= Instructions for the task =
Show all lines from the records below in which the string "SqlitePool" is present.

Stored entries
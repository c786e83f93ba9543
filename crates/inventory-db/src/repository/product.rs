//! # Product Repository
//!
//! Database operations for products.
//!
//! ## Key Operations
//! - CRUD with explicit not-found outcomes
//! - Dual-mode keyword search (id-or-name / name)
//!
//! ## Search
//! ```text
//! ┌─────────────────────────────────────────────────────────────────────────┐
//! │                    How Keyword Search Works                             │
//! │                                                                         │
//! │  User types: "7"                                                        │
//! │       │                                                                 │
//! │       ▼                                                                 │
//! │  SearchKeyword::classify ──► IdOrName { id: 7, text: "7" }              │
//! │       │                                                                 │
//! │       ▼                                                                 │
//! │  SELECT ... WHERE id = ?2 OR instr(lower(name), lower(?1)) > 0          │
//! │                  ?1 = "7"   ?2 = 7      (both bound, never spliced)     │
//! │       │                                                                 │
//! │       ▼                                                                 │
//! │  ┌─────────────────────────────────────────┐                            │
//! │  │ products                                │                            │
//! │  │  7 | Gadget       │ ← MATCH (id)        │                            │
//! │  │  9 | Model 7 Fan  │ ← MATCH (name)      │                            │
//! │  │ 12 | Widget       │                     │                            │
//! │  └─────────────────────────────────────────┘                            │
//! │       │                                                                 │
//! │       ▼                                                                 │
//! │  Results ordered by id, each row once                                   │
//! └─────────────────────────────────────────────────────────────────────────┘
//! ```

use sqlx::SqlitePool;
use tracing::debug;

use crate::error::{DbError, DbResult};
use inventory_core::{NewProduct, Product, ProductId, SearchKeyword};

/// How names are compared during search.
#[derive(Debug, Clone, Copy, PartialEq, Eq, Default)]
pub enum SearchCase {
    /// ASCII letters match regardless of case (`"wid"` finds `"Widget"`).
    /// Non-ASCII letters compare exactly, since SQLite's `lower` folds
    /// ASCII only.
    #[default]
    Insensitive,

    /// Exact substring test (`"wid"` does not find `"Widget"`).
    Sensitive,
}

const SELECT_ALL: &str = "SELECT id, name, quantity, price FROM products ORDER BY id";

const SELECT_BY_ID: &str = "SELECT id, name, quantity, price FROM products WHERE id = ?1";

// instr rather than LIKE: no wildcard syntax and no pattern length limit
const SEARCH_NAME_FOLDED: &str = r"
    SELECT id, name, quantity, price
    FROM products
    WHERE instr(lower(name), lower(?1)) > 0
    ORDER BY id
";

const SEARCH_ID_OR_NAME_FOLDED: &str = r"
    SELECT id, name, quantity, price
    FROM products
    WHERE id = ?2 OR instr(lower(name), lower(?1)) > 0
    ORDER BY id
";

const SEARCH_NAME_INSTR: &str = r"
    SELECT id, name, quantity, price
    FROM products
    WHERE instr(name, ?1) > 0
    ORDER BY id
";

const SEARCH_ID_OR_NAME_INSTR: &str = r"
    SELECT id, name, quantity, price
    FROM products
    WHERE id = ?2 OR instr(name, ?1) > 0
    ORDER BY id
";

/// Repository for product database operations.
///
/// ## Usage
/// ```rust,ignore
/// let repo = db.products();
///
/// let added = repo.insert(&NewProduct::new("Widget", 10, 2.5)).await?;
/// let found = repo.get_by_id(added.id).await?;
/// let hits = repo.search("Wid").await?;
/// ```
#[derive(Debug, Clone)]
pub struct ProductRepository {
    pool: SqlitePool,
    search_case: SearchCase,
}

impl ProductRepository {
    /// Creates a new ProductRepository.
    pub fn new(pool: SqlitePool, search_case: SearchCase) -> Self {
        ProductRepository { pool, search_case }
    }

    /// Inserts a new product.
    ///
    /// ## Returns
    /// * `Ok(Product)` - The stored row: the assigned id plus the fields exactly
    ///   as given
    /// * `Err(DbError::WriteFailed)` - The INSERT could not execute
    ///
    /// Any name, quantity and finite or infinite price is stored. A NaN price
    /// is the exception: SQLite binds it as NULL, so `price NOT NULL` rejects
    /// the row with `WriteFailed`.
    ///
    /// Ids come from `AUTOINCREMENT`, so they only grow and are never reused,
    /// even after deletes.
    pub async fn insert(&self, product: &NewProduct) -> DbResult<Product> {
        debug!(name = %product.name, "Inserting product");

        let result = sqlx::query("INSERT INTO products (name, quantity, price) VALUES (?1, ?2, ?3)")
            .bind(&product.name)
            .bind(product.quantity)
            .bind(product.price)
            .execute(&self.pool)
            .await
            .map_err(DbError::write)?;

        let id = result.last_insert_rowid();
        debug!(id, "Product inserted");

        Ok(Product::from_new(id, product.clone()))
    }

    /// Lists every product, ordered by id.
    ///
    /// An empty table yields an empty vector.
    pub async fn list_all(&self) -> DbResult<Vec<Product>> {
        let products = sqlx::query_as::<_, Product>(SELECT_ALL)
            .fetch_all(&self.pool)
            .await?;

        debug!(count = products.len(), "Listed products");
        Ok(products)
    }

    /// Gets a product by its ID.
    ///
    /// ## Returns
    /// * `Ok(Some(Product))` - Product found
    /// * `Ok(None)` - No row has this id
    pub async fn get_by_id(&self, id: ProductId) -> DbResult<Option<Product>> {
        let product = sqlx::query_as::<_, Product>(SELECT_BY_ID)
            .bind(id)
            .fetch_optional(&self.pool)
            .await?;

        Ok(product)
    }

    /// Searches products by keyword.
    ///
    /// ## Matching
    /// - All-digit keyword: `id` equals its value, OR `name` contains it
    /// - Anything else: `name` contains it
    /// - Empty keyword: no results, no query issued
    ///
    /// `%`, `_`, quotes and backslashes in the keyword match literally.
    /// Results are ordered by id and never repeat a row.
    pub async fn search(&self, keyword: &str) -> DbResult<Vec<Product>> {
        let classified = SearchKeyword::classify(keyword);

        debug!(keyword = %keyword, mode = ?classified, "Searching products");

        let Some(text) = classified.text() else {
            return Ok(Vec::new());
        };

        let sql = match (&classified, self.search_case) {
            (SearchKeyword::IdOrName { .. }, SearchCase::Insensitive) => SEARCH_ID_OR_NAME_FOLDED,
            (SearchKeyword::IdOrName { .. }, SearchCase::Sensitive) => SEARCH_ID_OR_NAME_INSTR,
            (_, SearchCase::Insensitive) => SEARCH_NAME_FOLDED,
            (_, SearchCase::Sensitive) => SEARCH_NAME_INSTR,
        };

        let mut query = sqlx::query_as::<_, Product>(sql).bind(text);
        if let SearchKeyword::IdOrName { id, .. } = classified {
            query = query.bind(id);
        }

        let products = query.fetch_all(&self.pool).await?;

        debug!(count = products.len(), "Search returned products");
        Ok(products)
    }

    /// Returns the first search hit for a keyword.
    ///
    /// Lets a front-end pick an edit or delete target from whatever the user
    /// typed, id or name.
    pub async fn resolve(&self, keyword: &str) -> DbResult<Option<Product>> {
        Ok(self.search(keyword).await?.into_iter().next())
    }

    /// Overwrites name, quantity and price of an existing product.
    ///
    /// ## Returns
    /// * `Ok(())` - Exactly one row changed
    /// * `Err(DbError::NotFound)` - No row has `product.id`
    /// * `Err(DbError::WriteFailed)` - The UPDATE could not execute
    pub async fn update(&self, product: &Product) -> DbResult<()> {
        debug!(id = product.id, "Updating product");

        let result = sqlx::query(
            r#"
            UPDATE products SET
                name = ?2,
                quantity = ?3,
                price = ?4
            WHERE id = ?1
            "#,
        )
        .bind(product.id)
        .bind(&product.name)
        .bind(product.quantity)
        .bind(product.price)
        .execute(&self.pool)
        .await
        .map_err(DbError::write)?;

        if result.rows_affected() == 0 {
            return Err(DbError::not_found("Product", product.id));
        }

        Ok(())
    }

    /// Deletes a product.
    ///
    /// ## Returns
    /// * `Ok(())` - The row was removed
    /// * `Err(DbError::NotFound)` - No row has this id
    /// * `Err(DbError::WriteFailed)` - The DELETE could not execute
    pub async fn delete(&self, id: ProductId) -> DbResult<()> {
        debug!(id, "Deleting product");

        let result = sqlx::query("DELETE FROM products WHERE id = ?1")
            .bind(id)
            .execute(&self.pool)
            .await
            .map_err(DbError::write)?;

        if result.rows_affected() == 0 {
            return Err(DbError::not_found("Product", id));
        }

        Ok(())
    }

    /// Counts stored products.
    pub async fn count(&self) -> DbResult<i64> {
        let count: i64 = sqlx::query_scalar("SELECT COUNT(*) FROM products")
            .fetch_one(&self.pool)
            .await?;

        Ok(count)
    }
}

// =============================================================================
// Unit Tests
// =============================================================================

= Answer space =
use sqlx::SqlitePool;
    pool: SqlitePool,
    pub fn new(pool: SqlitePool, search_case: SearchCase) -> Self {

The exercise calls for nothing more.